The Finnish company shipped 88.5 million devices during the quarter, shedding 20% in volume from the year-ago period and 18% from the previous quarter. Over the past year, smartphone sales have slipped 34% to 16.7 million devices and feature phones have dropped 16% to 71.8 million units. Device volume is down to 2006 levels.
It’s no wonder the Finnish company reported a loss of nearly $700 million. Revenue was down 7% from the year-ago period to $13.3 billion.
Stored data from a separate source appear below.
use crate::{ExtractionCandidate, FetchError, FetchMetadata, Stage, StrategyKind};

#[derive(Debug, Clone, PartialEq, Eq)]
pub enum Msg {
    /// Begin the run; the first effect is always a fetch of the canonical URL.
    Start,
    /// The fetch collaborator finished.
    FetchCompleted {
        result: Result<FetchMetadata, FetchError>,
        /// Markup looks like a client-rendered shell with no static content.
        script_shell: bool,
    },
    /// The strategy requested by the last `RunStrategy` effect produced a candidate.
    CandidateProduced(ExtractionCandidate),
    /// The strategy requested by the last `RunStrategy` effect has no collaborator.
    StrategyUnavailable(StrategyKind),
    /// The caller's deadline passed at a suspend point.
    DeadlineExceeded { stage: Stage },
}
use std::collections::HashSet;
use std::fs;
use std::io;
use std::path::Path;

use posting_core::{canonicalize, dedupe_key, detect_platform, validate_url, UrlValidationError};
use posting_engine::JobId;

/// One input that will be handed to the engine.
#[derive(Debug, Clone, PartialEq, Eq)]
pub struct PlannedJob {
    pub job_id: JobId,
    pub input: String,
}

#[derive(Debug, Default, PartialEq)]
pub struct BatchPlan {
    pub jobs: Vec<PlannedJob>,
    /// Inputs rejected before any network call.
    pub invalid: Vec<(String, UrlValidationError)>,
    /// Inputs whose canonical URL was already queued.
    pub duplicates: Vec<String>,
}

/// Inputs listed one per line; blank lines and `#` comments are ignored.
pub fn read_input_file(path: &Path) -> io::Result<Vec<String>> {
    let content = fs::read_to_string(path)?;
    Ok(content
        .lines()
        .map(str::trim)
        .filter(|line| !line.is_empty() && !line.starts_with('#'))
        .map(str::to_string)
        .collect())
}

/// Validate every input and keep the first one per canonical URL.
pub fn plan_batch<S: AsRef<str>>(inputs: &[S]) -> BatchPlan {
    let mut plan = BatchPlan::default();
    let mut seen = HashSet::new();

    for raw in inputs {
        let raw = raw.as_ref().trim();
        let url = match validate_url(raw) {
            Ok(url) => url,
            Err(err) => {
                plan.invalid.push((raw.to_string(), err));
                continue;
            }
        };
        let resolved = canonicalize(&url, detect_platform(&url).platform);
        if !seen.insert(dedupe_key(&resolved)) {
            plan.duplicates.push(raw.to_string());
            continue;
        }
        plan.jobs.push(PlannedJob {
            job_id: plan.jobs.len() as JobId + 1,
            input: raw.to_string(),
        });
    }
    plan
}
Nokia Siemens Networks is the company’s only division that is up, but it’s still running at a loss. Sales were up 20% from the year-ago period to $5.2 billion. And while the company still reported a loss of nearly $160 million on the joint venture, losses are moving in the right direction, incrementally inching their way to a break-even point at least.
Nokia’s worldwide market share has slipped from 34% a year ago to 25% following this latest quarter, according to IDC. The one-time leader in smartphone sales has fallen to the third position now behind Apple Inc. (AAPL) and Samsung.
“These disastrous results show how quickly bad a business can become for a company that does not understand the trends ahead of competitors or is too slow to react to those trends, in a such fast moving industry,” IDC analyst Francisco Jeronimo wrote.
Can Windows Phone 7 save this disaster?
Microsoft Corp.’s (MSFT) Windows Phone 7 platform will play an important role in Nokia’s future, but with Nokia’s business shrinking so dramatically in the meantime, it’s going to put more pressure on both companies to act quickly if things are expected to improve anytime soon.